During the trial Collins' clerks consorted with Corbin & Kane attorneys. During jury selection, Collins bounced several Latino and black juror candidates because she felt the pool had too many minorities. (Normally, the federal pool is predominately white and upper middle-class). Despite this the jurors reached a unanimous verdict in our favor.

The defendants were a piece of work. In discovery we had uncovered information on every one of them.

The leader was Robert L. Kelley, a bombastic blowhard, was tolerated because he was dying of cancer. He had been at UCSB since it was a teacher college. His minority grad students hated him, calling him a racist. He was best known as a fixer. When the history department's personnel committee and that of another department rejected a pay increase for a senior professor because of repeated sexual harassment charges, Kelley convened an ad hoc committee of senior history professors that overruled the personnel committee, saying that the professor was a "good citizen" because he had published extensively. They also overrode the recommendation of the department.

Ray Huerta, the affirmative action office, was in collusion with the administration. Discovery produced evidence that he justified the non-hiring of Latinos and other minorities. In the student takeover of 1975, students had demanded the firing of Huerta who enamored many white liberals by using liberal rhetoric. Huerta also had a poor reputation in the Mexican American community.

Wallace Chafe was the founder of the UCSB Linguistics Department. He was an expert in Indian languages. However, the more we dug into his background the more warts became visible. Chafe had worked for the Central Intelligence Agency (CIA) and was upset with a map in "Occupied America" that showed Texas and the Southwest as belonging to Mexico in 1821. Ironically, he had no objection to a map of the United States owning Indian land. He was a rigid man who in deposition called Noam Chomsky a charlatan, inferring that he was not qualified to teach in his department and was not a linguist. A couple more of the reviewers were also suspected of having ties to the CIA.

We found dirt on almost every member of the personnel committee. However, the driving force besides Kelley was Jeffrey Burton Russell, a history and religious studies professor, who showed obvious animus toward me. Russell chaired the review committee. At one point he said that my work was Marxist because I used the word "hegemony."

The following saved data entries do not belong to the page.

/// `eda_stats.json`.
#[derive(Debug, Clone, Default, PartialEq, Serialize, Deserialize)]
pub struct DiscoveryStats {
    pub total_emails: usize,
    pub junk_skipped: usize,
    pub duplicates_skipped: usize,
    pub no_subject: usize,
    pub processed: usize,
    pub noise_pct: f64,
    pub unique_normalized_subjects: usize,
    pub threads_above_min_size: usize,
    pub folder_distribution: Vec<FolderCount>,
    pub parse_failures: usize,
    pub processing_time_seconds: f64,
}

impl DiscoveryStats {
    fn new(snap: AccumulatorSnapshot, candidates: usize, load: LoadStats, elapsed: f64) -> Self {
        Self {
            processed: snap.total_emails - snap.junk_skipped - snap.no_subject,
            noise_pct: round_to(
                snap.junk_skipped as f64 / snap.total_emails.max(1) as f64 * 100.0,
                1,
            ),
            total_emails: snap.total_emails,
            junk_skipped: snap.junk_skipped,
            duplicates_skipped: snap.duplicates_skipped,
            no_subject: snap.no_subject,
            unique_normalized_subjects: snap.unique_normalized_subjects,
            threads_above_min_size: candidates,
            folder_distribution: snap.folder_distribution,
            parse_failures: load.failed,
            processing_time_seconds: round_to(elapsed, 1),
        }
    }
}

/// Streams the whole corpus once and returns the top projects.
pub async fn discover_projects(
    csv_path: &Path,
    cfg: &AppConfig,
) -> anyhow::Result<(Vec<DiscoveredProject>, DiscoveryStats)> {
    let start = Instant::now();
    let loader = CorpusLoader::open(csv_path, cfg.loader.clone())?;
    info!("Starting discovery over {}", csv_path.display());

    let mut acc = ThreadAccumulator::new();
    let mut stream = loader.stream();
    let mut batches = 0usize;
    while let Some(batch) = stream.next_batch().await {
        acc.observe_batch(&batch);
        batches += 1;
        if batches % 5 == 0 {
            info!(
                "  Processed {} emails, {} unique threads so far...",
                acc.total_emails,
                acc.thread_count()
            );
        }
    }
    let load = stream.finish().await?;

    let (projects, candidates) = acc.rank(&cfg.discovery);
    let stats = DiscoveryStats::new(
        acc.snapshot(),
        candidates,
        load,
        start.elapsed().as_secs_f64(),
    );
    info!(
        "Discovery complete: {} projects from {} candidate threads ({} emails, {} duplicates)",
        projects.len(),
        candidates,
        stats.total_emails,
        stats.duplicates_skipped
    );
    Ok((projects, stats))
}

/// Writes `projects_discovered.json` and `eda_stats.json` under `output_dir`.
pub async fn save_results(
    projects: &[DiscoveredProject],
    stats: &DiscoveryStats,
    output_dir: &Path,
    csv_path: &Path,
) -> anyhow::Result<()> {
    let artifact = DiscoveryArtifact {
        csv_path: csv_path.display().to_string(),
        projects: projects.to_vec(),
    };
    storage::write_json(&output_dir.join(PROJECTS_FILE), &artifact).await?;
    storage::write_json(&output_dir.join(EDA_STATS_FILE), stats).await?;
    info!("Results saved to {}", output_dir.display());
    Ok(())
}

Leonard Minsky, a medieval scholar, was fascinated by Russell. In his Inventing the Flat Earth, Russell argues that this myth was spread by 19th century anti-Christians to defame educated Christians. Russell was obsessed with the devil and wrote a five-volume history about the devil: Devil, Satan, Lucifer, Mephistopheles and The Prince of Darkness. Russell, a convert to Catholicism, was a tenured position at Notre Dame but left because he did not consider it orthodox enough. Minsky theorized that Russell had demonized me ‘«Ű I had become the devil -- The Prince of Darkness.

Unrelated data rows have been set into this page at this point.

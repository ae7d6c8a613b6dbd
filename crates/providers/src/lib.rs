//! Provider abstractions for embeddings and the document-ingestion API.

use serde::{Deserialize, Serialize};
use std::collections::HashMap;
use std::sync::Arc;
use thiserror::Error;

pub mod gemini;
pub mod ingest;
pub mod noop;
pub mod openai;

#[derive(Debug, Error)]
pub enum ProviderError {
    #[error("request failed: {0}")]
    RequestFailed(String),
    #[error("unexpected status {status}: {body}")]
    Status { status: u16, body: String },
    #[error("unknown provider: {0}")]
    UnknownProvider(String),
}

#[derive(Debug, Clone, Serialize, Deserialize)]
pub struct EmbedResponse {
    pub vectors: Vec<Vec<f32>>,
}

/// Turns a batch of texts into fixed-dimension vectors, one per input, in order.
///
/// Callers are expected to respect `max_batch_size`; implementations do not split.
#[async_trait::async_trait]
pub trait EmbeddingProvider: Send + Sync {
    async fn embed(&self, texts: &[String]) -> Result<EmbedResponse, ProviderError>;

    fn max_batch_size(&self) -> usize {
        100
    }
}

#[derive(Default, Clone)]
pub struct ProviderRegistry {
    embeddings: HashMap<String, Arc<dyn EmbeddingProvider>>,
    pub preferred_embedding: Option<String>,
}

impl ProviderRegistry {
    pub fn new() -> Self {
        Self::default()
    }

    pub fn with_embedding(mut self, name: &str, provider: Arc<dyn EmbeddingProvider>) -> Self {
        self.embeddings.insert(name.to_string(), provider);
        self
    }

    pub fn set_preferred_embedding(mut self, name: &str) -> Self {
        self.preferred_embedding = Some(name.to_string());
        self
    }

    pub fn embedding(
        &self,
        name: Option<&str>,
    ) -> Result<Arc<dyn EmbeddingProvider>, ProviderError> {
        let key = name
            .map(str::to_string)
            .or_else(|| self.preferred_embedding.clone())
            .ok_or_else(|| {
                ProviderError::UnknownProvider("no embedding provider configured".into())
            })?;
        self.embeddings
            .get(&key)
            .cloned()
            .ok_or_else(|| ProviderError::UnknownProvider(key))
    }
}

#[cfg(test)]
mod tests {
    use super::*;
    use crate::noop::NoopProvider;

    #[test]
    fn registry_falls_back_to_preferred() {
        let reg = ProviderRegistry::new()
            .with_embedding("noop", Arc::new(NoopProvider))
            .set_preferred_embedding("noop");
        assert!(reg.embedding(None).is_ok());
        assert!(reg.embedding(Some("noop")).is_ok());
    }

    #[test]
    fn registry_reports_unknown_names() {
        let reg = ProviderRegistry::new().with_embedding("noop", Arc::new(NoopProvider));
        match reg.embedding(Some("gemini")) {
            Err(ProviderError::UnknownProvider(name)) => assert_eq!(name, "gemini"),
            _ => panic!("expected unknown provider"),
        }
        assert!(reg.embedding(None).is_err());
    }
}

The upshot was after spending more than $5 million, the UC lost on the evidence. There was no doubt in my attorneys' minds that we could have won on the political and race causes of action. Judge Collins awarded my attorneys a million dollars and me over $300,000 in lieu of the position.

It was a bloody battle which I had to personalize. The money came mostly from the Los Angeles area. The UC had done us a favor by moving it to LA; it was my base. Admittedly, I made inflammatory statements such as if I won I would ride a Zapata like white horse onto the middle of the campus and plant a Mexican flag.

I also said that the reviewers were so worthless even their own wives would not miss them when they died because they were bad lays. I probably over estimated their testosterone levels in life.

This was, however, necessary because of the overwhelming power of the University of California. Petty people are always threatened by the other whether it is people, ideas or books. But in the end, history absolved me as it will the Tucson MAS program.